Patricia Travers was a violin prodigy who disappeared in her twenties, leaving behind a distinguished recording and performance history.
I’d never heard of Travers until I read her obituary in The New York Times. (Given that a month went by between Travers’ death and the Times obit, I’m apparently not the only one ignorant of her existence.) She died at age 82, nearly 60 years since she quietly left the concert stage without explanation, returned home to live with her parents in New Jersey, and rarely mentioned her musical past, even to friends.
Travers began playing the violin before age 4 and was performing with world-class orchestras by age 10. She appeared in at least one Hollywood film, and I found this wonderful YouTube clip of her as a young girl, performing in that long-forgotten comedy about a music camp for kids. (It can take a second to start rolling, be patient.)

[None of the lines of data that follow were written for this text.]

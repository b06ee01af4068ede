//! Configuration module for serial-framegrab.
//!
//! This module provides TOML-based configuration with environment variable overrides.
//!
//! # Configuration Resolution
//!
//! Configuration is loaded from the following locations (in order of priority):
//!
//! 1. `SERIAL_FRAMEGRAB_CONFIG` environment variable (explicit path)
//! 2. `./framegrab.toml` (current directory)
//! 3. `framegrab.toml` in the platform config directory
//!    (`~/.config/serial-framegrab/` on Linux)
//! 4. Built-in defaults (no file required)
//!
//! # Environment Overrides
//!
//! Any configuration value can be overridden via environment variables.
//! The pattern is: `SERIAL_FRAMEGRAB_<SECTION>_<KEY>`
//!
//! Examples:
//! - `SERIAL_FRAMEGRAB_SERIAL_PORT=/dev/ttyUSB0`
//! - `SERIAL_FRAMEGRAB_CAPTURE_HEIGHT=480`
//! - `SERIAL_FRAMEGRAB_OUTPUT_IMAGE_PATH=frame.png`
//!
//! # Example
//!
//! ```rust,ignore
//! use serial_framegrab::config::ConfigLoader;
//!
//! let loader = ConfigLoader::load()?;
//! let config = loader.config();
//!
//! println!("Baud rate: {}", config.serial.baud_rate);
//! println!("Frame: {:?}", config.capture.dimensions());
//! ```

mod error;
mod loader;
mod schema;

pub use error::{ConfigError, ConfigResult};
pub use loader::{
    get_default_config_dir, get_default_config_path, resolve_config_path, ConfigLoader,
};
pub use schema::{CaptureConfig, Config, LogFormat, LoggingConfig, OutputConfig, SerialConfig};
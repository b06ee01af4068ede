//! Unified application error type.
//!
//! Probe failures never reach this type; discovery absorbs them. Cancellation
//! during decoding becomes a partial result, and only a cancellation that
//! lands before decoding starts surfaces as [`AppError::Interrupted`].
//! Everything here terminates the run.

use crate::config::ConfigError;
use crate::port::PortError;
use std::path::PathBuf;
use thiserror::Error;

/// A specialized `Result` type for pipeline operations.
pub type AppResult<T> = Result<T, AppError>;

#[derive(Debug, Error)]
pub enum AppError {
    /// The host OS family has no known serial device namespace.
    #[error("Unsupported platform: {0}")]
    UnsupportedPlatform(String),

    /// Probing left no usable serial device.
    #[error("No serial device found; connect the device and try again")]
    NoDevice,

    /// The selected device could not be opened for the capture session.
    #[error("Failed to open serial device '{device}': {source}")]
    Connection {
        device: String,
        #[source]
        source: PortError,
    },

    /// A read failed after the session was established.
    #[error("Read from '{device}' failed after {bytes_read} bytes: {source}")]
    Read {
        device: String,
        bytes_read: usize,
        #[source]
        source: PortError,
    },

    /// One of the output artifacts could not be written or read back.
    #[error("Failed to write '{path}': {message}")]
    Output { path: PathBuf, message: String },

    /// The capture geometry cannot be decoded or encoded.
    #[error("Invalid capture dimensions: {0}")]
    InvalidDimensions(String),

    #[error(transparent)]
    Config(#[from] ConfigError),

    /// The operator interrupted the run before the capture started.
    #[error("Interrupted before capture started; no output written")]
    Interrupted,

    /// The worker running the blocking capture panicked or was aborted.
    #[error("Capture worker failed: {0}")]
    Task(String),
}

impl AppError {
    pub fn output(path: impl Into<PathBuf>, message: impl ToString) -> Self {
        Self::Output {
            path: path.into(),
            message: message.to_string(),
        }
    }

    /// Process exit code, distinct per failure class.
    pub fn exit_code(&self) -> i32 {
        match self {
            Self::NoDevice => 2,
            Self::Connection { .. } => 3,
            Self::UnsupportedPlatform(_) => 4,
            Self::Read { .. } => 5,
            Self::Output { .. } => 6,
            Self::InvalidDimensions(_) | Self::Config(_) => 7,
            Self::Task(_) => 8,
            Self::Interrupted => 130,
        }
    }
}
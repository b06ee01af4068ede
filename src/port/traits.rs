//! Core traits for the serial transport seam.
//!
//! `SerialPortAdapter` is the byte source the decoder reads from and
//! `PortOpener` is the factory that produces one. Real hardware and the mock
//! transport both plug in here.

use super::error::PortError;
use serde::{Deserialize, Serialize};
use std::fmt;
use std::time::Duration;

/// Baud rate the capture firmware transmits at.
pub const DEFAULT_BAUD_RATE: u32 = 115_200;

/// Default interval after which a pending read returns so cancellation can be observed.
pub const DEFAULT_POLL_INTERVAL: Duration = Duration::from_millis(100);

/// Platform-specific identifier of a serial endpoint (`/dev/ttyUSB0`, `COM3`, ...).
#[derive(Debug, Clone, PartialEq, Eq, Hash, PartialOrd, Ord, Serialize, Deserialize)]
#[serde(transparent)]
pub struct DeviceHandle(String);

impl DeviceHandle {
    pub fn new(name: impl Into<String>) -> Self {
        Self(name.into())
    }

    pub fn as_str(&self) -> &str {
        &self.0
    }
}

impl fmt::Display for DeviceHandle {
    fn fmt(&self, f: &mut fmt::Formatter<'_>) -> fmt::Result {
        f.write_str(&self.0)
    }
}

impl From<&str> for DeviceHandle {
    fn from(name: &str) -> Self {
        Self::new(name)
    }
}

impl From<String> for DeviceHandle {
    fn from(name: String) -> Self {
        Self(name)
    }
}

/// Line settings for opening a device. Framing is always 8N1 without flow control.
#[derive(Debug, Clone, Copy, PartialEq, Eq, Serialize, Deserialize)]
pub struct PortConfiguration {
    /// Baud rate (bits per second).
    pub baud_rate: u32,

    /// How long a single read may wait before handing control back to the caller.
    pub poll_interval: Duration,
}

impl Default for PortConfiguration {
    fn default() -> Self {
        Self {
            baud_rate: DEFAULT_BAUD_RATE,
            poll_interval: DEFAULT_POLL_INTERVAL,
        }
    }
}

impl PortConfiguration {
    pub fn with_baud_rate(baud_rate: u32) -> Self {
        Self {
            baud_rate,
            ..Default::default()
        }
    }
}

/// Trait for reading from an open serial session.
///
/// Dropping the adapter closes the underlying device.
pub trait SerialPortAdapter: Send + fmt::Debug {
    /// Read bytes from the serial port into the provided buffer.
    ///
    /// Returns the number of bytes actually read. A read that finds no data
    /// within the poll interval returns a transient [`PortError`].
    fn read_bytes(&mut self, buffer: &mut [u8]) -> Result<usize, PortError>;

    /// Get the name/path of this serial port.
    fn name(&self) -> &str;
}

/// Factory for serial sessions, injected wherever a device has to be opened.
pub trait PortOpener: Send + Sync {
    fn open(
        &self,
        handle: &DeviceHandle,
        config: PortConfiguration,
    ) -> Result<Box<dyn SerialPortAdapter>, PortError>;
}
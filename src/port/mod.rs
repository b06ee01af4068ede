//! Port abstraction layer for serial communication.
//!
//! Provides the transport traits and the real and mock implementations,
//! enabling dependency injection of the byte source into discovery and capture.

pub mod error;
pub mod mock;
pub mod sync_port;
pub mod traits;

pub use error::PortError;
pub use mock::{MockOpener, MockSerialPort};
pub use sync_port::*;
pub use traits::*;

Experts who study the lives of musical prodigies have theorized that Travers cut her career short when reviews became less than stellar. Apparently there is a very predictable curve in the life of such a young musical genius, which takes a downturn as the performer grows into young adulthood. Very few continue on as performers.
The obituaries written about Travers are cloaked in sadness, as if she had just died a second time; the first being the day she retreated from the concert stage.
For some reason, I doubt that was so. There is no way to know, of course, but I wonder if that young woman might have had two gifts: her musical genius and her innate sense of self-preservation.